The walls of the buildings are colorful, the grass is a rich green, and the playground looks out onto the moody ocean and a street lined with coconut palms. The international school looks pleasant enough from the outside, but is ultimately an unknown. Just one more unknown in the mountain of unknowns looming in our children's educational future.
Every time we walk or drive past that school my brain hurts. I love watching Ray develop physically and mentally as she turns into a little girl, but the persistent passage of time brings us closer and closer to her first day of school. What will that day look like? Do we homeschool? Do we send her to the international school? Do we move to Ukarumpa, the SIL center in the highlands, where she can attend a school full of other missionary kids? Do we try to work out some sort of one-room school with other PBT parents? And my head hurts.
Those curls... |
This isn't a problem isolated to expat parents of expat kids. In fact, if I wasn't the natural worrier that I am, we could procrastinate this headache for several more years. Many stateside parents have to make schooling decisions when their children are still being knit together in the womb. So I'm grateful that we aren't forced by society to frantically search for the right preschool and the right district before I even know my child, but I'm not very excited about any of our prospects and dreading the day we have to make a decision. When I see Ray's ringlet curls bouncing off her ears, then her shoulders, then her back, I have a marred excitement. She's growing so beautiful and strong... but she's growing. Stop doing that!

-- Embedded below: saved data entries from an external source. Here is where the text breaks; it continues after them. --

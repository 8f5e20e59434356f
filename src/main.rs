mod cli;
mod config;

use cli::Args;
use config::Settings;
use dep_report::adapters::outbound::console::StderrProgressReporter;
use dep_report::adapters::outbound::filesystem::CsvUsageReader;
use dep_report::adapters::outbound::network::NuGetRepository;
use dep_report::application::dto::ReportRequest;
use dep_report::application::factories::{FormatterFactory, PresenterFactory, PresenterType};
use dep_report::application::read_models::ReportReadModelBuilder;
use dep_report::application::use_cases::GenerateReportUseCase;
use dep_report::application::RegistryCatalog;
use dep_report::shared::error::{ExitCode, ReportError};
use dep_report::shared::Result;
use std::process;
use tracing_subscriber::{layer::SubscriberExt, util::SubscriberInitExt};

/// Class printed for failures that carry no [`ReportError`]
const GENERIC_ERROR_CLASS: &str = "Error";

#[tokio::main]
async fn main() {
    if let Err(e) = run().await {
        eprint!("{}", render_diagnostic(&e));
        process::exit(exit_code(&e).as_i32());
    }
}

fn report_error(e: &anyhow::Error) -> Option<&ReportError> {
    e.chain().find_map(|c| c.downcast_ref::<ReportError>())
}

fn exit_code(e: &anyhow::Error) -> ExitCode {
    report_error(e).map_or(ExitCode::ApplicationError, ReportError::exit_code)
}

/// `error[<Class>]: <first line>`, then the remaining message lines and the
/// cause chain below it.
fn render_diagnostic(e: &anyhow::Error) -> String {
    let class = report_error(e).map_or(GENERIC_ERROR_CLASS, ReportError::class);
    let message = e.to_string();
    let mut lines = message.lines();

    let mut output = format!("error[{}]: {}\n", class, lines.next().unwrap_or_default());
    for line in lines {
        output.push_str(line);
        output.push('\n');
    }

    // Display error chain
    for cause in e.chain().skip(1) {
        output.push_str(&format!("Caused by: {}\n", cause));
    }
    output
}

async fn run() -> Result<()> {
    // Parse command-line arguments (clap exits with status 2 on its own errors)
    let args = Args::parse_args();
    init_logging(args.verbose);

    // Load the config file, explicit path first, then auto-discovery
    let config_file = match args.config.as_deref() {
        Some(path) => Some(config::load_config_from_path(path)?),
        None => config::discover_config(&std::env::current_dir()?)?,
    };
    let settings = config::merge_settings(args, config_file)?;
    tracing::debug!(?settings, "resolved settings");

    // Create adapters (Dependency Injection)
    let record_reader = CsvUsageReader::new();
    let registries = RegistryCatalog::new().register(Box::new(NuGetRepository::with_base_url(
        settings.timeout,
        &settings.registry_url,
    )?));
    let progress_reporter = StderrProgressReporter::new();

    // Create use case with injected dependencies
    let use_case = GenerateReportUseCase::new(record_reader, registries, progress_reporter);

    // Execute use case
    let response = use_case.execute(build_request(&settings)).await?;

    // Build the read model and render it
    eprintln!("{}", FormatterFactory::progress_message(settings.format));
    let read_model =
        ReportReadModelBuilder::build(&response.usage, &response.dependencies, &response.metadata);
    let formatted_output = FormatterFactory::create(settings.format).format(&read_model)?;

    // Present output only after every step succeeded
    let presenter = PresenterFactory::create(PresenterType::from_destination(&settings.output));
    presenter.present(&formatted_output)?;

    Ok(())
}

fn build_request(settings: &Settings) -> ReportRequest {
    let mut request = ReportRequest::new(settings.input.clone(), settings.group.as_str())
        .with_license_policy(settings.license_policy);
    if let Some(pattern) = settings.exclude.as_deref() {
        request = request.with_exclude(pattern, settings.exclude_mode);
    }
    request
}

/// Diagnostics go to stderr. `RUST_LOG` wins over `--verbose`.
fn init_logging(verbose: bool) {
    let log_level = if verbose { "debug" } else { "warn" };

    tracing_subscriber::registry()
        .with(tracing_subscriber::EnvFilter::new(
            std::env::var("RUST_LOG").unwrap_or_else(|_| log_level.to_string()),
        ))
        .with(
            tracing_subscriber::fmt::layer()
                .with_target(false)
                .with_writer(std::io::stderr),
        )
        .init();
}
/// Use cases module containing application workflow orchestration
mod generate_report;

pub use generate_report::GenerateReportUseCase;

Homeschooling is something I never wanted to do. I have a degree in secondary education, but a degree certainly doesn't make a person. When teaching days were good, I loved it. But it took a lot for those days to be good and I was not patient. Have I grown over the past decade and developed more patience? I certainly hope so, but I don't want to test that out on my children and their division problems.
The international school is rumored to be quite excellent right now. Right now. In PNG, expertise comes and goes. The hospital has exciting (and usually imported) flavors of the month that never stick around too long, but are delicious while they last. This month's flavor will be an anesthesiologist while next month's flavor will be a neurosurgeon. Or perhaps there won't be a flavor for one or two or ten months. One never knows. It's always best to try and plan your medical emergencies around the flavor of the month. The international school works the same way. The level of excellence is dependent on the leadership, and that leadership has a high turnover rate. This year the school may be of the highest quality, but next year under the new leadership? Not so much. Are we willing to risk that? Or will we send her there while the quality is high and then pull them out if/when the quality dips back down?
Going up to Ukarumpa would be exciting for me. We have family up there (not blood, but family all the same) and the weather is crisp and cool. The school is better than most US schools and the girls would be surrounded by loving teachers that would be part of their spiritual growth as well as their educational growth. Seems perfect, but it's not. Our work is here and it just feels wrong to go up there. It's possible this will change in the years between now and then, but we really don't see how it could.
I think my favorite option is collaborating with other parents here in town. I can't even begin to know what that would look like or how we would pull it off, but in my head it's less lonely than homeschooling, more stable than the international school, and local.
I recognize that God doesn't always call us to places or situations that we feel comfortable in. Educating and socializing our children is one of those "situations" for me. It's yet another area of our lives, highlighted by living here and being isolated from the girls' passport country, God is asking me to leave to Him. To wait and trust that He does have a plan for this. While contemplating all of our flawed choices, my task is to find that happy balance between doing nothing expecting God to do everything and doing everything expecting God to forget this detail. That has never been an easy balance for me to achieve.